■ TASK
Check each line of the entries below for the word "SystemTime" and state only how many lines have it.

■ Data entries
▬▬▬▬▬▬▬▬▬▬

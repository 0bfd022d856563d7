//! Integration tests for `CacheEntry` metadata and freshness rules.

use std::time::{Duration, SystemTime};

use cachette_tier::CacheEntry;

fn at_secs(secs: u64) -> SystemTime {
    SystemTime::UNIX_EPOCH + Duration::from_secs(secs)
}

#[test]
fn new_entry_has_no_metadata() {
    let entry = CacheEntry::new(42);
    assert_eq!(*entry.value(), 42);
    assert!(entry.written_at().is_none());
    assert!(entry.ttl().is_none());
    assert!(entry.tags().is_empty());
}

#[test]
fn with_ttl_sets_per_entry_ttl() {
    let entry = CacheEntry::with_ttl("data".to_string(), Duration::from_secs(60));
    assert_eq!(entry.ttl(), Some(Duration::from_secs(60)));
}

#[test]
fn from_parts_preserves_everything() {
    let written = at_secs(1_000);
    let entry = CacheEntry::from_parts(
        7,
        Some(written),
        Some(Duration::from_secs(30)),
        vec!["a".to_string(), "b".to_string()],
    );

    assert_eq!(*entry.value(), 7);
    assert_eq!(entry.written_at(), Some(written));
    assert_eq!(entry.ttl(), Some(Duration::from_secs(30)));
    assert_eq!(entry.tags(), ["a".to_string(), "b".to_string()]);
}

#[test]
fn entry_without_ttl_never_expires() {
    let mut entry = CacheEntry::new(1);
    entry.set_written_at(at_secs(0));

    assert!(!entry.is_expired_at(at_secs(1_000_000), None));
}

#[test]
fn entry_is_fresh_strictly_before_ttl_elapses() {
    let mut entry = CacheEntry::with_ttl(1, Duration::from_secs(10));
    entry.set_written_at(at_secs(100));

    assert!(!entry.is_expired_at(at_secs(100), None));
    assert!(!entry.is_expired_at(at_secs(109), None));
    // Fresh while `now < written_at + ttl`: the boundary itself is stale.
    assert!(entry.is_expired_at(at_secs(110), None));
    assert!(entry.is_expired_at(at_secs(200), None));
}

#[test]
fn fallback_ttl_applies_when_entry_has_none() {
    let mut entry = CacheEntry::new(1);
    entry.set_written_at(at_secs(100));

    assert!(!entry.is_expired_at(at_secs(105), Some(Duration::from_secs(10))));
    assert!(entry.is_expired_at(at_secs(115), Some(Duration::from_secs(10))));
}

#[test]
fn per_entry_ttl_takes_precedence_over_fallback() {
    let mut entry = CacheEntry::with_ttl(1, Duration::from_secs(120));
    entry.set_written_at(at_secs(100));

    // The fallback TTL of 10s would mark this stale, but the entry TTL wins.
    assert!(!entry.is_expired_at(at_secs(150), Some(Duration::from_secs(10))));
}

#[test]
fn ttl_without_timestamp_is_expired() {
    let entry = CacheEntry::with_ttl(1, Duration::from_secs(10));
    assert!(entry.is_expired_at(at_secs(0), None));
}

#[test]
fn timestamp_in_the_future_is_expired() {
    let mut entry = CacheEntry::with_ttl(1, Duration::from_secs(10));
    entry.set_written_at(at_secs(200));

    assert!(entry.is_expired_at(at_secs(100), None));
}

#[test]
fn has_any_tag_matches_on_intersection() {
    let mut entry = CacheEntry::new(1);
    entry.set_tags(vec!["records".to_string(), "user:7".to_string()]);

    assert!(entry.has_any_tag(&["user:7".to_string()]));
    assert!(entry.has_any_tag(&["other".to_string(), "records".to_string()]));
    assert!(!entry.has_any_tag(&["user:8".to_string()]));
    assert!(!entry.has_any_tag(&[]));
}

#[test]
fn deref_and_from_give_access_to_the_value() {
    let entry: CacheEntry<String> = "hello".to_string().into();
    assert_eq!(entry.len(), 5);
    assert_eq!(entry.into_value(), "hello");
}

▬▬▬▬▬▬▬▬▬▬

■ SOLUTION
3